I have the following dataframe showing the revenue of purchases.
+-------+--------+-------+
|user_id|visit_id|revenue|
+-------+--------+-------+
| 1| 1| 0|
| 1| 2| 0|
| 1| 3| 0|
| 1| 4| 100|
| 1| 5| 0|
| 1| 6| 0|
| 1| 7| 200|
| 1| 8| 0|
| 1| 9| 10|
+-------+--------+-------+
Ultimately I want the new column purch_revenue
to show the revenue generated by the purchase in every row.
As a workaround, I have also tried to introduce a purchase identifier purch_id
which is incremented each time a purchase was made. So this is listed just as a reference.

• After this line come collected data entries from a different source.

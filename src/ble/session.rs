//! Per-client session state.
//!
//! The connection fields are written only by the dispatcher, from
//! connect / disconnect / timeout events.

use super::event::{GapObserver, GattsObserver};
use super::ServiceHandle;

#[derive(Debug, Clone, Copy, PartialEq, Eq, Default)]
#[cfg_attr(feature = "defmt", derive(defmt::Format))]
pub struct Session {
    service: Option<ServiceHandle>,
    conn_handle: Option<u16>,
    connected: bool,
}

impl Session {
    pub const fn new() -> Self {
        Self {
            service: None,
            conn_handle: None,
            connected: false,
        }
    }

    pub fn service(&self) -> Option<ServiceHandle> {
        self.service
    }

    pub fn is_connected(&self) -> bool {
        self.connected
    }

    /// Current connection handle, only while connected.
    pub fn connection(&self) -> Option<u16> {
        if self.connected {
            self.conn_handle
        } else {
            None
        }
    }

    pub(crate) fn opened(&mut self, service: ServiceHandle) {
        self.service = Some(service);
    }

    pub(crate) fn on_connected(&mut self, conn_handle: u16) {
        self.conn_handle = Some(conn_handle);
        self.connected = true;
    }

    pub(crate) fn on_disconnected(&mut self) {
        self.conn_handle = None;
        self.connected = false;
    }
}

/// Observer registrations; installed once initialization has succeeded.
#[derive(Clone, Copy, Default)]
pub(crate) struct Observers<'a> {
    pub gap: Option<&'a dyn GapObserver>,
    pub gatts: Option<&'a dyn GattsObserver>,
}

impl Observers<'_> {
    pub const fn none() -> Self {
        Self {
            gap: None,
            gatts: None,
        }
    }
}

+-------+--------+-------+-------------+--------+
|user_id|visit_id|revenue|purch_revenue|purch_id|
+-------+--------+-------+-------------+--------+
| 1| 1| 0| 100| 1|
| 1| 2| 0| 100| 1|
| 1| 3| 0| 100| 1|
| 1| 4| 100| 100| 1|
| 1| 5| 0| 100| 2|
| 1| 6| 0| 100| 2|
| 1| 7| 200| 100| 2|
| 1| 8| 0| 100| 3|
| 1| 9| 10| 100| 3|
+-------+--------+-------+-------------+--------+
I've tried to use the lag/lead
function like this:
user_timeline = Window.partitionBy("user_id").orderBy("visit_id")

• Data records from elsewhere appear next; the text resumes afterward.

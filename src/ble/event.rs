//! Inbound side of the controller bus: events and the observer surfaces.

use heapless::Vec;

use super::bus::Token;
use super::slot::{Completion, Output, ResponseKind};
use super::{BleAddress, ServiceHandle, Status};
use crate::config::{BLE_CORE_SERVICE_ID, MAX_WRITE_LEN};

/// A message delivered by the bus, consumed by
/// [`BleClient::on_message`](super::BleClient::on_message).
#[derive(Debug, Clone, PartialEq, Eq)]
pub struct EventEnvelope {
    /// Token echoed from the command this responds to, when the controller
    /// echoes one. Unsolicited events carry `None`.
    pub token: Option<Token>,
    pub event: Event,
}

impl EventEnvelope {
    pub const fn new(event: Event) -> Self {
        Self { token: None, event }
    }

    pub const fn with_token(token: Token, event: Event) -> Self {
        Self {
            token: Some(token),
            event,
        }
    }
}

/// Everything the controller can send.
#[derive(Debug, Clone, PartialEq, Eq)]
pub enum Event {
    // Responses to commands
    ServiceAvailable { service_id: u16 },
    ServiceOpened { service: ServiceHandle },
    ConfigWritten { status: Status },
    AddressRead { status: Status, address: BleAddress },
    SecurityConfigured { status: Status },
    AdvDataWritten { status: Status },
    ServiceAdded { status: Status, handle: u16 },
    IncludedServiceAdded { status: Status },
    CharacteristicAdded {
        status: Status,
        handles: CharacteristicHandles,
    },
    DescriptorAdded { status: Status, handle: u16 },
    AttributeValueSet { status: Status },
    NotificationSent { status: Status },
    IndicationSent { status: Status },
    DisconnectDone { status: Status },
    RssiReportSet { status: Status },

    // Acknowledgements nobody waits for
    AdvStarted { status: Status },
    AdvStopped { status: Status },

    // Unsolicited
    Connected { conn_handle: u16, peer: BleAddress },
    Disconnected { conn_handle: u16, reason: u8 },
    Timeout { conn_handle: u16, reason: TimeoutReason },
    Rssi { conn_handle: u16, rssi: i8 },
    PeerWrite(PeerWrite),

    /// Message kind this client does not know.
    Unknown { kind: u16 },
}

/// Handles assigned to a newly registered characteristic.
#[derive(Debug, Clone, Copy, PartialEq, Eq, Default)]
#[cfg_attr(feature = "defmt", derive(defmt::Format))]
pub struct CharacteristicHandles {
    pub value: u16,
    /// Client characteristic configuration descriptor, 0 if absent.
    pub cccd: u16,
    /// Server characteristic configuration descriptor, 0 if absent.
    pub sccd: u16,
    /// User description descriptor, 0 if absent.
    pub user_desc: u16,
}

/// What ran out in a GAP timeout event.
#[derive(Debug, Clone, Copy, PartialEq, Eq)]
#[cfg_attr(feature = "defmt", derive(defmt::Format))]
pub enum TimeoutReason {
    Advertising,
    Connection,
    Other(u8),
}

/// A peer wrote to a local attribute.
#[derive(Debug, Clone, PartialEq, Eq)]
pub struct PeerWrite {
    pub conn_handle: u16,
    pub attr_handle: u16,
    pub offset: u16,
    pub data: Vec<u8, MAX_WRITE_LEN>,
}

impl Event {
    /// The slot completion this event carries, if it answers a command.
    ///
    /// Output is only attached when the controller reported success.
    /// Availability of services other than the BLE core service is not a
    /// response to anything this client asked for.
    pub fn response(&self) -> Option<(ResponseKind, Completion)> {
        let (kind, status, output) = match *self {
            Event::ServiceAvailable { service_id } if service_id == BLE_CORE_SERVICE_ID => {
                (ResponseKind::ServiceAvailable, Status::Success, Output::None)
            }
            Event::ServiceOpened { service } => (
                ResponseKind::ServiceOpened,
                Status::Success,
                Output::Service(service),
            ),
            Event::ConfigWritten { status } => (ResponseKind::ConfigWritten, status, Output::None),
            Event::AddressRead { status, address } => {
                (ResponseKind::AddressRead, status, Output::Address(address))
            }
            Event::SecurityConfigured { status } => {
                (ResponseKind::SecurityConfigured, status, Output::None)
            }
            Event::AdvDataWritten { status } => (ResponseKind::AdvDataWritten, status, Output::None),
            Event::ServiceAdded { status, handle } => {
                (ResponseKind::ServiceAdded, status, Output::Handle(handle))
            }
            Event::IncludedServiceAdded { status } => {
                (ResponseKind::IncludedServiceAdded, status, Output::None)
            }
            Event::CharacteristicAdded { status, handles } => (
                ResponseKind::CharacteristicAdded,
                status,
                Output::Characteristic(handles),
            ),
            Event::DescriptorAdded { status, handle } => {
                (ResponseKind::DescriptorAdded, status, Output::Handle(handle))
            }
            Event::AttributeValueSet { status } => {
                (ResponseKind::AttributeValueSet, status, Output::None)
            }
            Event::NotificationSent { status } => {
                (ResponseKind::NotificationSent, status, Output::None)
            }
            Event::IndicationSent { status } => (ResponseKind::IndicationSent, status, Output::None),
            Event::DisconnectDone { status } => (ResponseKind::DisconnectDone, status, Output::None),
            Event::RssiReportSet { status } => (ResponseKind::RssiReportSet, status, Output::None),
            _ => return None,
        };

        let output = if status.is_success() {
            output
        } else {
            Output::None
        };
        Some((kind, Completion { status, output }))
    }
}

/// Normalized connection-family event tags.
#[derive(Debug, Clone, Copy, PartialEq, Eq)]
#[cfg_attr(feature = "defmt", derive(defmt::Format))]
pub enum GapEventKind {
    Connected,
    Disconnected,
    AdvertisingTimeout,
    ConnectionTimeout,
    RssiSample,
}

/// Normalized attribute-server event tags.
#[derive(Debug, Clone, Copy, PartialEq, Eq)]
#[cfg_attr(feature = "defmt", derive(defmt::Format))]
pub enum GattsEventKind {
    Write,
}

/// Receives connection lifecycle and link quality events.
///
/// Runs in the dispatcher's context: only non-blocking client operations
/// may be called from here.
pub trait GapObserver: Sync {
    fn on_gap_event(&self, kind: GapEventKind, envelope: &EventEnvelope);
}

/// Receives attribute-server events.
///
/// Same context rules as [`GapObserver`].
pub trait GattsObserver: Sync {
    fn on_gatts_event(&self, kind: GattsEventKind, envelope: &EventEnvelope);
}

impl<F> GapObserver for F
where
    F: Fn(GapEventKind, &EventEnvelope) + Sync,
{
    fn on_gap_event(&self, kind: GapEventKind, envelope: &EventEnvelope) {
        self(kind, envelope)
    }
}

impl<F> GattsObserver for F
where
    F: Fn(GattsEventKind, &EventEnvelope) + Sync,
{
    fn on_gatts_event(&self, kind: GattsEventKind, envelope: &EventEnvelope) {
        self(kind, envelope)
    }
}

find_rev = fn.when(fn.col("revenue") > 0,fn.col("revenue"))\
.otherwise(fn.lead(fn.col("revenue"), 1).over(user_timeline))
df.withColumn("purch_revenue", find_rev)
This duplicates the revenue column if revenue > 0
and also pulls it up by one row. Clearly, I can chain this for a finite N, but that's not a solution.
- Is there a way to apply this recursively until
revenue > 0
? - Alternatively, is there a way to increment a value based on a condition? I've tried to figure out a way to do that but struggled to find one.